▶ _WHAT IS NEEDED_: Work out how many lines in the listing below include the word "return". Give nothing but the number.

▶ _THE DATA_:
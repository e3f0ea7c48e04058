use std::io::{Error, ErrorKind, Result};
use std::net::{Ipv4Addr, SocketAddr, UdpSocket};

use socket2::{Domain, Protocol, Socket, Type};

use crate::codec::Message;
use crate::mdns::{MDNS_IPV4_ADDR, MDNS_IPV6_ADDR, MDNS_PORT, mdns_ipv4_target, mdns_ipv6_target};

use super::traits::Transport;

/// Multicast UDP transport bound to the mDNS port.
///
/// The IPv4 socket is required; the IPv6 socket is best-effort and
/// skipped on hosts without IPv6 connectivity. Both are non-blocking;
/// `receive` is meant to be drained until `WouldBlock`.
pub struct UdpTransport {
    v4: UdpSocket,
    v6: Option<UdpSocket>,
}

impl UdpTransport {
    pub fn new() -> Result<Self> {
        Self::with_interface(Ipv4Addr::UNSPECIFIED)
    }

    /// Bind to the mDNS port and join the multicast groups, sending
    /// IPv4 multicast out through `interface`.
    pub fn with_interface(interface: Ipv4Addr) -> Result<Self> {
        let v4 = Self::bind_v4(interface)?;
        let v6 = Self::bind_v6().ok();
        if v6.is_none() {
            log::debug!("IPv6 mDNS socket unavailable, continuing with IPv4 only");
        }
        Ok(UdpTransport { v4, v6 })
    }

    fn bind_v4(interface: Ipv4Addr) -> Result<UdpSocket> {
        let socket = Socket::new(Domain::IPV4, Type::DGRAM, Some(Protocol::UDP))?;
        // Port sharing with other mDNS stacks on the host
        socket.set_reuse_address(true)?;
        let bind: SocketAddr = (Ipv4Addr::UNSPECIFIED, MDNS_PORT).into();
        socket.bind(&bind.into())?;
        socket.set_nonblocking(true)?;
        socket.set_multicast_if_v4(&interface)?;
        let socket: UdpSocket = socket.into();
        socket.join_multicast_v4(&MDNS_IPV4_ADDR, &interface)?;
        socket.set_multicast_loop_v4(true)?;
        Ok(socket)
    }

    fn bind_v6() -> Result<UdpSocket> {
        let socket = Socket::new(Domain::IPV6, Type::DGRAM, Some(Protocol::UDP))?;
        socket.set_reuse_address(true)?;
        socket.set_only_v6(true)?;
        let bind: SocketAddr = (std::net::Ipv6Addr::UNSPECIFIED, MDNS_PORT).into();
        socket.bind(&bind.into())?;
        socket.set_nonblocking(true)?;
        let socket: UdpSocket = socket.into();
        socket.join_multicast_v6(&MDNS_IPV6_ADDR, 0)?;
        socket.set_multicast_loop_v6(true)?;
        Ok(socket)
    }

    /// Receive one pending datagram from either socket.
    pub fn receive(&self, buffer: &mut [u8]) -> Result<(usize, SocketAddr)> {
        match self.v4.recv_from(buffer) {
            Err(ref e) if e.kind() == ErrorKind::WouldBlock => {}
            other => return other,
        }
        if let Some(v6) = &self.v6 {
            return v6.recv_from(buffer);
        }
        Err(Error::from(ErrorKind::WouldBlock))
    }

    fn send_packet(&self, packet: &[u8], destination: SocketAddr) -> Result<()> {
        let socket = match destination {
            SocketAddr::V4(_) => &self.v4,
            SocketAddr::V6(_) => self
                .v6
                .as_ref()
                .ok_or_else(|| Error::new(ErrorKind::Unsupported, "no IPv6 socket bound"))?,
        };
        socket.send_to(packet, destination)?;
        Ok(())
    }

    fn encode(message: &Message) -> Result<Vec<u8>> {
        message
            .to_packet()
            .map_err(|e| Error::new(ErrorKind::InvalidData, e))
    }
}

impl Transport for UdpTransport {
    fn send(&self, message: &Message) -> Result<()> {
        let packet = Self::encode(message)?;
        match message.address {
            Some(destination) => self.send_packet(&packet, destination),
            None => {
                self.send_packet(&packet, mdns_ipv4_target())?;
                if self.v6.is_some() {
                    self.send_packet(&packet, mdns_ipv6_target())?;
                }
                Ok(())
            }
        }
    }

    fn send_to_all(&self, message: &Message) -> Result<()> {
        let packet = Self::encode(message)?;
        self.send_packet(&packet, mdns_ipv4_target())?;
        if self.v6.is_some() {
            self.send_packet(&packet, mdns_ipv6_target())?;
        }
        Ok(())
    }
}
//! # DNS Wire Codec Module
//!
//! Parses and serializes mDNS messages in the RFC 1035 wire format.
//!
//! ## Key Types
//!
//! - [`Message`] - A full DNS message with queries and records
//! - [`Record`] / [`RecordData`] - A resource record and its typed payload
//! - [`Query`] - A question entry
//! - [`WireError`] - Typed failure for malformed or truncated packets
//!
//! ## Example
//!
//! ```ignore
//! use lanherald::codec::Message;
//!
//! let message = Message::from_packet(&datagram, Some(src))?;
//! let bytes = message.to_packet();
//! ```

pub mod bitmap;
pub mod message;
pub mod name;
pub mod query;
pub mod record;

pub use bitmap::Bitmap;
pub use message::Message;
pub use query::Query;
pub use record::{Record, RecordData};

mod tests;

use thiserror::Error;

pub const TYPE_A: u16 = 1;
pub const TYPE_PTR: u16 = 12;
pub const TYPE_TXT: u16 = 16;
pub const TYPE_AAAA: u16 = 28;
pub const TYPE_SRV: u16 = 33;
pub const TYPE_NSEC: u16 = 47;
pub const TYPE_ANY: u16 = 255;

// The "flags" field is 16 bits (RFC 1035 section 4.1.1):
//
//   0  1  2  3  4  5  6  7  8  9  0  1  2  3  4  5
// |QR|   Opcode  |AA|TC|RD|RA|   Z    |   RCODE   |
//
// A message counts as a response iff QR or AA is set.
pub const FLAGS_RESPONSE_MASK: u16 = 0x8400;

/// Low 15 bits of the class field (always Internet class here).
pub const CLASS_IN: u16 = 0x0001;
/// Top bit of the class field: unicast-response on queries, cache-flush
/// on records.
pub const CLASS_TOP_BIT: u16 = 0x8000;

/// Failure while decoding or encoding a DNS packet.
///
/// A decode failure always discards the whole message; partial parses
/// are never exposed.
#[derive(Debug, Error, Clone, PartialEq, Eq)]
pub enum WireError {
    #[error("read past end of packet at offset {0}")]
    UnexpectedEnd(usize),
    #[error("compression pointer at offset {0} does not point backwards")]
    PointerLoop(usize),
    #[error("unsupported label type {0:#04x}")]
    BadLabelType(u8),
    #[error("TXT attribute without '=' separator")]
    MalformedTxt,
    #[error("NSEC window block {0} is not block 0")]
    BadNsecWindow(u8),
    #[error("NSEC bitmap longer than 32 bytes")]
    BitmapTooLong,
    #[error("TXT attribute longer than 255 bytes")]
    TxtTooLong,
    #[error("label longer than 63 bytes")]
    LabelTooLong,
    #[error("name offset {0} exceeds the 14-bit pointer range")]
    NameOffsetTooLarge(usize),
}

pub(crate) fn read_u8(packet: &[u8], offset: &mut usize) -> Result<u8, WireError> {
    let value = *packet
        .get(*offset)
        .ok_or(WireError::UnexpectedEnd(*offset))?;
    *offset += 1;
    Ok(value)
}

pub(crate) fn read_u16(packet: &[u8], offset: &mut usize) -> Result<u16, WireError> {
    let bytes = packet
        .get(*offset..*offset + 2)
        .ok_or(WireError::UnexpectedEnd(*offset))?;
    *offset += 2;
    Ok(u16::from_be_bytes([bytes[0], bytes[1]]))
}

pub(crate) fn read_u32(packet: &[u8], offset: &mut usize) -> Result<u32, WireError> {
    let bytes = packet
        .get(*offset..*offset + 4)
        .ok_or(WireError::UnexpectedEnd(*offset))?;
    *offset += 4;
    Ok(u32::from_be_bytes([bytes[0], bytes[1], bytes[2], bytes[3]]))
}

pub(crate) fn read_bytes<'a>(
    packet: &'a [u8],
    offset: &mut usize,
    len: usize,
) -> Result<&'a [u8], WireError> {
    let bytes = packet
        .get(*offset..*offset + len)
        .ok_or(WireError::UnexpectedEnd(*offset))?;
    *offset += len;
    Ok(bytes)
}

▶ _OUTPUT BELOW_: 2